Financiers slated over dictator accountsApril 2009
Banks are facilitating corruption internationally by doing business with dictators and should work harder to reject relationships with individuals posing a corruption risk, says a report from the UK-based anti-corruption group Global Witness.
Undue diligence: how banks do business with corrupt regimes highlights instances of what it regards as unacceptable business relationships with customers. Among others, Barclays is accused of keeping an account for the son of the dictator of Equatorial Guinea, despite evidence of misappropriation of oil revenues in the country. The report says many other banks, notably Banco Santander and HSBC, ‘hide behind bank secrecy laws’ to frustrate inquiries about their dealings with such figures.

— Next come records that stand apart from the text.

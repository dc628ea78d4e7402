//! Redis Streams backend.
//!
//! Maps the [`Broker`] primitives onto `XADD`, `XGROUP CREATE ... MKSTREAM`,
//! `XREADGROUP`, `XACK`, `XPENDING` and `XAUTOCLAIM`.
//!
//! Two [`ConnectionManager`]s are kept: one for blocking group reads and one
//! for every other command. A blocking `XREADGROUP` occupies its connection
//! until it returns, so appends and acks must not queue behind it.

use super::{Broker, EntryId, ReadCursor, StreamRecord};
use crate::error::BrokerError;
use ::redis::aio::ConnectionManager;
use ::redis::streams::{StreamId, StreamPendingReply, StreamRangeReply, StreamReadReply};
use ::redis::{AsyncCommands, Client, Value, from_redis_value};
use async_trait::async_trait;
use std::collections::HashMap;
use std::time::Duration;
use tokio::sync::Mutex;
use tracing::{debug, warn};

#[derive(Clone)]
struct Connections {
  commands: ConnectionManager,
  reader: ConnectionManager,
}

#[derive(Debug, Clone, Copy, PartialEq, Eq)]
enum Phase {
  Idle,
  Open,
  Closed,
}

/// [`Broker`] implementation backed by Redis Streams.
pub struct RedisBroker {
  client: Client,
  url: String,
  state: Mutex<(Phase, Option<Connections>)>,
}

impl RedisBroker {
  /// Creates a broker for `connection_url` without connecting.
  ///
  /// # Errors
  ///
  /// Returns [`BrokerError::Redis`] when the URL cannot be parsed.
  pub fn new(connection_url: impl Into<String>) -> Result<Self, BrokerError> {
    let url = connection_url.into();
    let client = Client::open(url.as_str())?;
    Ok(Self {
      client,
      url,
      state: Mutex::new((Phase::Idle, None)),
    })
  }

  /// Connection URL this broker was built with.
  pub fn connection_url(&self) -> &str {
    &self.url
  }

  async fn connections(&self) -> Result<Connections, BrokerError> {
    let state = self.state.lock().await;
    match (&state.0, &state.1) {
      (Phase::Open, Some(connections)) => Ok(connections.clone()),
      (Phase::Closed, _) => Err(BrokerError::Closed),
      _ => Err(BrokerError::NotConnected),
    }
  }
}

impl std::fmt::Debug for RedisBroker {
  fn fmt(&self, f: &mut std::fmt::Formatter<'_>) -> std::fmt::Result {
    f.debug_struct("RedisBroker")
      .field("url", &self.url)
      .finish_non_exhaustive()
  }
}

fn to_record(entry: StreamId) -> StreamRecord {
  let mut fields = HashMap::with_capacity(entry.map.len());
  for (field, value) in &entry.map {
    match from_redis_value::<String>(value) {
      Ok(text) => {
        fields.insert(field.clone(), text);
      }
      Err(e) => {
        warn!(entry_id = %entry.id, field = %field, error = %e, "Skipping non-string stream field");
      }
    }
  }
  StreamRecord {
    id: entry.id,
    fields,
  }
}

#[async_trait]
impl Broker for RedisBroker {
  async fn connect(&self) -> Result<(), BrokerError> {
    let mut state = self.state.lock().await;
    if state.0 == Phase::Open && state.1.is_some() {
      return Ok(());
    }
    let commands = self.client.get_connection_manager().await?;
    let reader = self.client.get_connection_manager().await?;
    debug!(url = %self.url, "Connected to Redis");
    *state = (Phase::Open, Some(Connections { commands, reader }));
    Ok(())
  }

  async fn append(&self, stream: &str, fields: &[(String, String)]) -> Result<EntryId, BrokerError> {
    let mut conn = self.connections().await?.commands;
    let id: String = conn.xadd(stream, "*", fields).await?;
    Ok(id)
  }

  async fn create_group(&self, stream: &str, group: &str, start_id: &str) -> Result<(), BrokerError> {
    let mut conn = self.connections().await?.commands;
    let created: Result<(), ::redis::RedisError> =
      conn.xgroup_create_mkstream(stream, group, start_id).await;
    match created {
      Ok(()) => Ok(()),
      Err(e) if e.code() == Some("BUSYGROUP") => Err(BrokerError::GroupAlreadyExists {
        stream: stream.to_string(),
        group: group.to_string(),
      }),
      Err(e) => Err(e.into()),
    }
  }

  async fn read_group(
    &self,
    stream: &str,
    group: &str,
    consumer: &str,
    cursor: ReadCursor,
    count: usize,
    block: Duration,
  ) -> Result<Vec<StreamRecord>, BrokerError> {
    let mut conn = self.connections().await?.reader;

    let mut cmd = ::redis::cmd("XREADGROUP");
    cmd.arg("GROUP").arg(group).arg(consumer).arg("COUNT").arg(count.max(1));
    let block_ms = block.as_millis() as u64;
    // BLOCK 0 would wait forever.
    if cursor == ReadCursor::New && block_ms > 0 {
      cmd.arg("BLOCK").arg(block_ms);
    }
    let start = match cursor {
      ReadCursor::New => ">",
      ReadCursor::Pending => "0",
    };
    cmd.arg("STREAMS").arg(stream).arg(start);

    let reply: Option<StreamReadReply> = match cmd.query_async(&mut conn).await {
      Ok(reply) => reply,
      Err(e) if e.code() == Some("NOGROUP") => {
        return Err(BrokerError::NoSuchGroup {
          stream: stream.to_string(),
          group: group.to_string(),
        });
      }
      Err(e) => return Err(e.into()),
    };

    Ok(
      reply
        .into_iter()
        .flat_map(|reply| reply.keys)
        .flat_map(|key| key.ids)
        .map(to_record)
        .collect(),
    )
  }

  async fn ack(&self, stream: &str, group: &str, ids: &[EntryId]) -> Result<u64, BrokerError> {
    if ids.is_empty() {
      return Ok(0);
    }
    let mut conn = self.connections().await?.commands;
    let acked: u64 = conn.xack(stream, group, ids).await?;
    Ok(acked)
  }

  async fn pending_count(&self, stream: &str, group: &str) -> Result<u64, BrokerError> {
    let mut conn = self.connections().await?.commands;
    let reply: StreamPendingReply = conn.xpending(stream, group).await?;
    Ok(reply.count() as u64)
  }

  async fn claim_stale(
    &self,
    stream: &str,
    group: &str,
    consumer: &str,
    min_idle: Duration,
    count: usize,
  ) -> Result<Vec<StreamRecord>, BrokerError> {
    let mut conn = self.connections().await?.commands;
    let reply: Vec<Value> = ::redis::cmd("XAUTOCLAIM")
      .arg(stream)
      .arg(group)
      .arg(consumer)
      .arg(min_idle.as_millis() as u64)
      .arg("0-0")
      .arg("COUNT")
      .arg(count.max(1))
      .query_async(&mut conn)
      .await?;

    // [next-cursor, entries, deleted-ids]
    let Some(entries) = reply.get(1) else {
      return Err(BrokerError::Protocol(
        "XAUTOCLAIM reply is missing the entry list".to_string(),
      ));
    };
    let range: StreamRangeReply = from_redis_value(entries)?;
    Ok(range.ids.into_iter().map(to_record).collect())
  }

  async fn close(&self) -> Result<(), BrokerError> {
    let mut state = self.state.lock().await;
    *state = (Phase::Closed, None);
    debug!(url = %self.url, "Closed Redis connections");
    Ok(())
  }
}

Global Witness argues that banks should eschew the financial rewards associated with such business and simply ‘stop doing business with corrupt dictators and their families’.
It also calls for regulation of banks requiring them to carry out proper customer due diligence. This would mean that if banks cannot identify the ultimate beneficial owner of funds in an account, ‘then they should not accept the customer as a client’.
In general, it says, ‘banks must change their culture of know-your-customer due diligence and not treat it solely as a box-ticking exercise of finding the minimum information necessary to comply with the law’.
Gavin Hayman, Global Witness campaigns director, said: ‘The same lax regulation that created the credit crunch has let some of the world’s biggest banks facilitate the looting of natural resource wealth from poor countries.’